Nikki Barua runs BeyondCurious, a 3-year-old company that provides consulting services aimed at speeding up clients' innovation. The Los Angeles business employs about 50 people. Revenue is somewhere between $5 million and $10 million, but Barua hopes to "grow our revenues by another 20 to 30 percent."
A first-of-its-kind law that would affect firms owned by members of California's lesbian, gay, bisexual and transgender community could help.
BeyondCurious is an LGBT-owned business, and that could help it compete against larger, well-established competitors bidding for certain work from the state, but only if Gov. Jerry Brown signs a new law sitting on his desk.
The California legislature last month passed AB 1678, a bill that would require companies making at least $25 million a year and regulated by the state's Public Utilities Commission to give LGBT businesses the same consideration in bidding for contracts currently given to businesses owned by minorities, women or disabled veterans. It's believed to be the first such bill in the nation.
To qualify, businesses would have to prove they are 51 percent owned by lesbian, gay, bisexual or transgender individuals, or, if publicly traded, at least 51 percent of shares must be owned by LGBT individuals.
"I think it's long overdue," said Ken McNeely, president of AT&T California. His firm would be subject to the new law, but McNeely said that wouldn't be a problem. "Here in California, about 45 to 50 percent of all our expenditures go to disadvantaged or underrepresented businesses, which totals about $2 billion," he said.
It's unclear how many businesses in California may be LGBT-owned, but the total may be considerable.

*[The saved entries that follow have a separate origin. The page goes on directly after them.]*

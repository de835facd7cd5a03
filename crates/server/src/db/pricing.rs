//! Pricing plan repository.
//!
//! Features are stored as a JSON array in a TEXT column.

use chrono::{DateTime, Utc};
use sqlx::SqlitePool;

use site_core::PricingPlanId;

use super::RepositoryError;
use crate::models::{NewPricingPlan, PricingPlan, PricingPlanChanges};

const PLAN_COLUMNS: &str =
    "id, name, price, description, features, popular, display_order, created_at, updated_at";

#[derive(Debug, sqlx::FromRow)]
struct PricingPlanRow {
    id: i32,
    name: String,
    price: String,
    description: String,
    features: String,
    popular: bool,
    display_order: i32,
    created_at: DateTime<Utc>,
    updated_at: DateTime<Utc>,
}

impl TryFrom<PricingPlanRow> for PricingPlan {
    type Error = RepositoryError;

    fn try_from(row: PricingPlanRow) -> Result<Self, Self::Error> {
        let features: Vec<String> = serde_json::from_str(&row.features).map_err(|e| {
            RepositoryError::DataCorruption(format!("invalid features for plan {}: {e}", row.id))
        })?;

        Ok(Self {
            id: PricingPlanId::new(row.id),
            name: row.name,
            price: row.price,
            description: row.description,
            features,
            popular: row.popular,
            display_order: row.display_order,
            created_at: row.created_at,
            updated_at: row.updated_at,
        })
    }
}

fn encode_features(features: &[String]) -> Result<String, RepositoryError> {
    serde_json::to_string(features)
        .map_err(|e| RepositoryError::DataCorruption(format!("unencodable features: {e}")))
}

/// Repository for pricing plans.
pub struct PricingRepository<'a> {
    pool: &'a SqlitePool,
}

impl<'a> PricingRepository<'a> {
    /// Create a new pricing repository.
    #[must_use]
    pub const fn new(pool: &'a SqlitePool) -> Self {
        Self { pool }
    }

    /// List all plans in presentation order.
    ///
    /// # Errors
    ///
    /// Returns `RepositoryError::Database` if the query fails.
    /// Returns `RepositoryError::DataCorruption` if a stored feature list is invalid.
    pub async fn list(&self) -> Result<Vec<PricingPlan>, RepositoryError> {
        let rows = sqlx::query_as::<_, PricingPlanRow>(&format!(
            "SELECT {PLAN_COLUMNS} FROM pricing ORDER BY display_order ASC, id ASC"
        ))
        .fetch_all(self.pool)
        .await?;

        rows.into_iter().map(TryInto::try_into).collect()
    }

    /// Insert a plan.
    ///
    /// # Errors
    ///
    /// Returns `RepositoryError::Database` if the insert fails.
    pub async fn create(&self, plan: &NewPricingPlan) -> Result<PricingPlan, RepositoryError> {
        let now = Utc::now();
        let row = sqlx::query_as::<_, PricingPlanRow>(&format!(
            r"
            INSERT INTO pricing
                (name, price, description, features, popular, display_order, created_at, updated_at)
            VALUES (?1, ?2, ?3, ?4, ?5, ?6, ?7, ?7)
            RETURNING {PLAN_COLUMNS}
            "
        ))
        .bind(&plan.name)
        .bind(&plan.price)
        .bind(&plan.description)
        .bind(encode_features(&plan.features)?)
        .bind(plan.popular)
        .bind(plan.display_order)
        .bind(now)
        .fetch_one(self.pool)
        .await?;

        row.try_into()
    }

    /// Replace the submitted fields of a plan and refresh `updated_at`.
    ///
    /// # Errors
    ///
    /// Returns `RepositoryError::NotFound` if no plan has this ID.
    /// Returns `RepositoryError::Database` if the update fails.
    pub async fn update(
        &self,
        id: PricingPlanId,
        changes: &PricingPlanChanges,
    ) -> Result<PricingPlan, RepositoryError> {
        let features = changes
            .features
            .as_deref()
            .map(encode_features)
            .transpose()?;

        let row = sqlx::query_as::<_, PricingPlanRow>(&format!(
            r"
            UPDATE pricing
            SET name = COALESCE(?1, name),
                price = COALESCE(?2, price),
                description = COALESCE(?3, description),
                features = COALESCE(?4, features),
                popular = COALESCE(?5, popular),
                display_order = COALESCE(?6, display_order),
                updated_at = ?7
            WHERE id = ?8
            RETURNING {PLAN_COLUMNS}
            "
        ))
        .bind(changes.name.as_deref())
        .bind(changes.price.as_deref())
        .bind(changes.description.as_deref())
        .bind(features)
        .bind(changes.popular)
        .bind(changes.display_order)
        .bind(Utc::now())
        .bind(id)
        .fetch_optional(self.pool)
        .await?;

        row.ok_or(RepositoryError::NotFound)?.try_into()
    }

    /// Delete a plan. Returns whether a row was removed.
    ///
    /// # Errors
    ///
    /// Returns `RepositoryError::Database` if the delete fails.
    pub async fn delete(&self, id: PricingPlanId) -> Result<bool, RepositoryError> {
        let result = sqlx::query("DELETE FROM pricing WHERE id = ?1")
            .bind(id)
            .execute(self.pool)
            .await?;

        Ok(result.rows_affected() > 0)
    }

    /// Delete every plan. Returns the number of rows removed.
    ///
    /// # Errors
    ///
    /// Returns `RepositoryError::Database` if the delete fails.
    pub async fn delete_all(&self) -> Result<u64, RepositoryError> {
        let result = sqlx::query("DELETE FROM pricing")
            .execute(self.pool)
            .await?;

        Ok(result.rows_affected())
    }

    /// Count plans.
    ///
    /// # Errors
    ///
    /// Returns `RepositoryError::Database` if the query fails.
    pub async fn count(&self) -> Result<i64, RepositoryError> {
        let count = sqlx::query_scalar::<_, i64>("SELECT COUNT(*) FROM pricing")
            .fetch_one(self.pool)
            .await?;
        Ok(count)
    }
}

"If you look at the 3 million small businesses that are in California, then the generally accepted statistic is about 6 percent of the population self-identifies as LGBT, we're talking about 180,000 to 200,000 small businesses that could be impacted by this legislation," said Justin Nelson of the National Gay & Lesbian Chamber of Commerce. His organization has worked closely with companies and legislators to push for the new law.
But are LGBT businesses truly disadvantaged?
"We don't know until they're able to stand up and be counted," said AT&T California's McNeely. If the law is signed by the governor, LGBT-owned firms would have to register through the utilities commission and be vetted.
"We rely on that investigation," said McNeely, "and then we do our own due diligence, of course."
Contracts would go to a variety of projects at AT&T California, from building cell sites to administrative services. Companies get no tax break or other financial advantage for hiring LGBT firms, and McNeely said he wouldn't necessarily be willing to pay more for their services.
"We're always trying to look for the best suppliers at the best pricing," he said, but added that he sees the proposed law potentially helping on costs by increasing the number of vendors that firms like AT&T California are focused on.
Brown has until Sept. 30 to decide the fate of the legislation. Barua of BeyondCurious said the law has the support of companies large and small.
"It's not about getting special or preferred treatment, it's about winning on merit," she said. "What this bill fundamentally does is it allows a variety of businesses to bring their capabilities, and from the perspective of large corporations, it allows them to get access to tremendous talent that they might not have seen before."